Given records below:

impl DeadLetterProcessor {
    pub fn new(
        config: DlqConfig,
        queue: Arc<dyn QueueClient>,
        store: Arc<dyn FailureStore>,
        errors: Arc<ErrorHandlingService>,
        shutdown: ShutdownSignal,
    ) -> Self {
        Self {
            config,
            queue,
            store,
            errors,
            shutdown,
            running: AtomicBool::new(false),
            processed: AtomicU64::new(0),
            retried: AtomicU64::new(0),
            permanent_failures: AtomicU64::new(0),
            duplicates_skipped: AtomicU64::new(0),
            patterns: DashMap::new(),
            completed: Mutex::new(CompletedIds::default()),
        }
    }

    pub fn config(&self) -> &DlqConfig {
        &self.config
    }

    fn completed(&self) -> MutexGuard<'_, CompletedIds> {
        self.completed.lock().unwrap_or_else(PoisonError::into_inner)
    }

    /// Runs one drain
    ///
    /// Returns `Ok(None)` without touching the queue when processing is
    /// disabled, no queue is configured, the process is shutting down or
    /// another drain is still running.
    pub async fn drain_once(&self) -> Result<Option<DrainReport>> {
        if !self.config.enabled || self.shutdown.is_shutting_down() {
            return Ok(None);
        }
        let Some(queue_url) = self.config.queue_url.as_deref() else {
            return Ok(None);
        };

        if self
            .running
            .compare_exchange(false, true, Ordering::SeqCst, Ordering::SeqCst)
            .is_err()
        {
            debug!("Dead-letter drain already running, skipping");
            return Ok(None);
        }
        let _running = RunningGuard(&self.running);

        let messages = match self
            .queue
            .receive(queue_url, self.config.batch_size, self.config.wait())
            .await
        {
            Ok(messages) => messages,
            Err(QueueError::ShuttingDown) => return Ok(None),
            Err(e) => return Err(e.into()),
        };

        let mut report = DrainReport {
            received: messages.len(),
            ..DrainReport::default()
        };
        if messages.is_empty() {
            return Ok(Some(report));
        }
        info!(count = %messages.len(), "Processing dead-letter messages");

        for message in messages {
            let message_id = message.message_id.clone();
            let outcome = with_correlation_id(generate_correlation_id(), self.process_message(queue_url, message)).await;

            match outcome {
                Ok(ItemOutcome::Retried) => report.retried += 1,
                Ok(ItemOutcome::PermanentlyFailed) => report.permanently_failed += 1,
                Ok(ItemOutcome::Duplicate) => report.duplicates += 1,
                Err(ResilienceError::Queue(QueueError::ShuttingDown)) => {
                    debug!(message_id = %message_id, "Queue shutting down, ending drain");
                    report.failed += 1;
                    break;
                }
                Err(e) => {
                    report.failed += 1;
                    error!(message_id = %message_id, error = %e, "Failed to process dead-letter message");
                    let failure = Failure::from(e);
                    self.errors
                        .handle("DLQProcessor", "processMessage", &failure, json!({ "messageId": message_id }))
                        .await;
                }
            }
        }

        info!(
            received = %report.received,
            retried = %report.retried,
            permanently_failed = %report.permanently_failed,
            duplicates = %report.duplicates,
            failed = %report.failed,
            "Dead-letter drain complete"
        );
        Ok(Some(report))
    }

    async fn process_message(&self, queue_url: &str, message: QueueMessage) -> Result<ItemOutcome> {
        self.processed.fetch_add(1, Ordering::Relaxed);
        counter!("dlq.processed", 1);
        debug!(message_id = %message.message_id, state = ?ItemState::Received, "Dead-letter item");

        if self.completed().contains(&message.message_id) {
            self.duplicates_skipped.fetch_add(1, Ordering::Relaxed);
            counter!("dlq.duplicates", 1);
            debug!(message_id = %message.message_id, "Redelivered item already handled, removing");
            self.queue.delete(queue_url, &message.receipt_handle).await?;
            return Ok(ItemOutcome::Duplicate);
        }

        let outcome = match WorkItem::parse(&message) {
            Ok(item) => self.dispose(item).await?,
            Err(e) => {
                warn!(message_id = %message.message_id, error = %e, "Malformed dead-letter message");
                self.record_permanent(PermanentFailure {
                    message_id: message.message_id.clone(),
                    event_id: None,
                    payload: Value::String(message.body.clone()),
                    error: e.to_string(),
                    category: ErrorCategory::Unknown,
                    reason: PermanentReason::Malformed,
                    retry_count: 0,
                    recorded_at: Utc::now(),
                })
                .await?;
                ItemOutcome::PermanentlyFailed
            }
        };

        let capacity = self.config.completed_id_capacity;
        self.completed().insert(message.message_id.clone(), capacity);
        self.queue.delete(queue_url, &message.receipt_handle).await?;
        debug!(message_id = %message.message_id, state = ?ItemState::RemovedFromQueue, "Dead-letter item");

        Ok(outcome)
    }

    async fn dispose(&self, item: WorkItem) -> Result<ItemOutcome> {
        let category = item.category();
        self.track_pattern(category);
        debug!(
            message_id = %item.id,
            event_id = %item.original_event_id,
            category = %category,
            retry_count = %item.retry_count,
            state = ?ItemState::Classified,
            "Dead-letter item"
        );

        match decide(&item, category, Utc::now(), &self.config) {
            Disposition::Retry { delay_secs } => {
                self.schedule_retry(&item, delay_secs).await?;
                Ok(ItemOutcome::Retried)
            }
            Disposition::Permanent(reason) => {
                self.record_permanent(PermanentFailure {
                    message_id: item.id.clone(),
                    event_id: Some(item.original_event_id.clone()),
                    payload: item.payload.clone(),
                    error: item.error.clone(),
                    category,
                    reason,
                    retry_count: item.retry_count,
                    recorded_at: Utc::now(),
                })
                .await?;

                if item
                    .event_type()
                    .map_or(false, |t| self.config.critical_event_types.iter().any(|c| c == t))
                {
                    self.alert_critical_event(&item).await;
                }
                Ok(ItemOutcome::PermanentlyFailed)
            }
        }
    }

    async fn schedule_retry(&self, item: &WorkItem, delay_secs: u64) -> Result<()> {
        let retry_queue_url = self.config.retry_queue_url.as_deref().ok_or_else(|| {
            ResilienceError::InvalidConfig("dlq.retry_queue_url is not configured".to_string())
        })?;

        let next_attempt = item.retry_count + 1;
        let body = json!({
            "eventId": item.original_event_id,
            "eventData": item.payload,
            "error": item.error,
            "timestamp": item.first_failed_at.to_rfc3339(),
            "retryAttempt": next_attempt,
        });

        let mut attributes = HashMap::new();
        attributes.insert(RETRY_COUNT_ATTRIBUTE.to_string(), next_attempt.to_string());
        attributes.insert(ORIGINAL_EVENT_ID_ATTRIBUTE.to_string(), item.original_event_id.clone());

        self.queue
            .send(
                retry_queue_url,
                SendRequest {
                    body: body.to_string(),
                    delay_seconds: u32::try_from(delay_secs).unwrap_or(u32::MAX),
                    attributes,
                },
            )
            .await?;

        self.retried.fetch_add(1, Ordering::Relaxed);
        counter!("dlq.retried", 1);
        info!(
            event_id = %item.original_event_id,
            retry_attempt = %next_attempt,
            delay_secs = %delay_secs,
            state = ?ItemState::RetryScheduled,
            "Scheduled retry"
        );
        Ok(())
    }

    async fn record_permanent(&self, failure: PermanentFailure) -> Result<()> {
        let event_id = failure.event_id.clone().unwrap_or_else(|| "-".to_string());
        let message_id = failure.message_id.clone();
        let category = failure.category;
        let reason = failure.reason;
        let retry_count = failure.retry_count;

        self.store.record(failure).await?;

        self.permanent_failures.fetch_add(1, Ordering::Relaxed);
        counter!("dlq.permanent_failures", 1, "category" => category.as_str());
        error!(
            message_id = %message_id,
            event_id = %event_id,
            category = %category,
            reason = ?reason,
            retry_count = %retry_count,
            state = ?ItemState::PermanentlyFailed,
            "Dead-letter item permanently failed"
        );
        Ok(())
    }

    async fn alert_critical_event(&self, item: &WorkItem) {
        let failure = Failure::new(ErrorKind::Other, "Critical event permanently failed")
            .context("eventId", &item.original_event_id)
            .context("retryCount", item.retry_count);
        let context = json!({
            "eventId": item.original_event_id,
            "eventType": item.event_type(),
            "retryCount": item.retry_count,
        });

        self.errors
            .handle("DLQProcessor", "criticalFailure", &failure, context.clone())
            .await;
        self.errors
            .raise_alert(
                Alert::new(
                    AlertLevel::Critical,
                    "Critical event permanently failed",
                    format!(
                        "Event {} ({}) failed permanently after {} retries: {}",
                        item.original_event_id,
                        item.event_type().unwrap_or("unknown"),
                        item.retry_count,
                        item.error
                    ),
                    item.original_event_id.as_str(),
                )
                .with_context(context),
            )
            .await;
    }

    fn track_pattern(&self, category: ErrorCategory) {
        let count = {
            let mut pattern = self.patterns.entry(category).or_insert_with(|| FailurePattern {
                error_type: category,
                count: 0,
                last_occurrence: Utc::now(),
            });
            pattern.count += 1;
            pattern.last_occurrence = Utc::now();
            pattern.count
        };

        let interval = self.config.pattern_warning_interval;
        if interval > 0 && count % interval == 0 {
            warn!(error_type = %category, count = %count, "Recurring dead-letter failure pattern");
        }
    }

    /// Starts the periodic drain loop; it ends when `shutdown` fires
    pub fn spawn(self: Arc<Self>, shutdown: ShutdownSignal) -> JoinHandle<()> {
        tokio::spawn(async move {
            let mut ticker = tokio::time::interval(self.config.processing_interval());
            ticker.set_missed_tick_behavior(MissedTickBehavior::Skip);
            info!(interval_ms = %self.config.processing_interval_ms, "Dead-letter processor started");

            loop {
                tokio::select! {
                    biased;
                    _ = shutdown.wait() => break,
                    _ = ticker.tick() => {
                        if let Err(e) = self.drain_once().await {
                            error!(error = %e, "Dead-letter drain failed");
                        }
                    }
                }
            }

            info!("Dead-letter processor stopped");
        })
    }

    pub fn statistics(&self) -> DlqStatistics {
        DlqStatistics {
            processed: self.processed.load(Ordering::Relaxed),
            retried: self.retried.load(Ordering::Relaxed),
            permanent_failures: self.permanent_failures.load(Ordering::Relaxed),
            duplicates_skipped: self.duplicates_skipped.load(Ordering::Relaxed),
            patterns: self
                .patterns
                .iter()
                .map(|entry| (*entry.key(), entry.value().clone()))
                .collect(),
        }
    }

    pub fn reset_statistics(&self) {
        self.processed.store(0, Ordering::Relaxed);
        self.retried.store(0, Ordering::Relaxed);
        self.permanent_failures.store(0, Ordering::Relaxed);
        self.duplicates_skipped.store(0, Ordering::Relaxed);
        self.patterns.clear();
        info!("Dead-letter statistics reset");
    }
}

End of Given records.

• [About this task] The lines above, from the first through the one containing "when processing is", must be restated word for word, with nothing added.

• [Reply]
impl DeadLetterProcessor {
    pub fn new(
        config: DlqConfig,
        queue: Arc<dyn QueueClient>,
        store: Arc<dyn FailureStore>,
        errors: Arc<ErrorHandlingService>,
        shutdown: ShutdownSignal,
    ) -> Self {
        Self {
            config,
            queue,
            store,
            errors,
            shutdown,
            running: AtomicBool::new(false),
            processed: AtomicU64::new(0),
            retried: AtomicU64::new(0),
            permanent_failures: AtomicU64::new(0),
            duplicates_skipped: AtomicU64::new(0),
            patterns: DashMap::new(),
            completed: Mutex::new(CompletedIds::default()),
        }
    }

    pub fn config(&self) -> &DlqConfig {
        &self.config
    }

    fn completed(&self) -> MutexGuard<'_, CompletedIds> {
        self.completed.lock().unwrap_or_else(PoisonError::into_inner)
    }

    /// Runs one drain
    ///
    /// Returns `Ok(None)` without touching the queue when processing is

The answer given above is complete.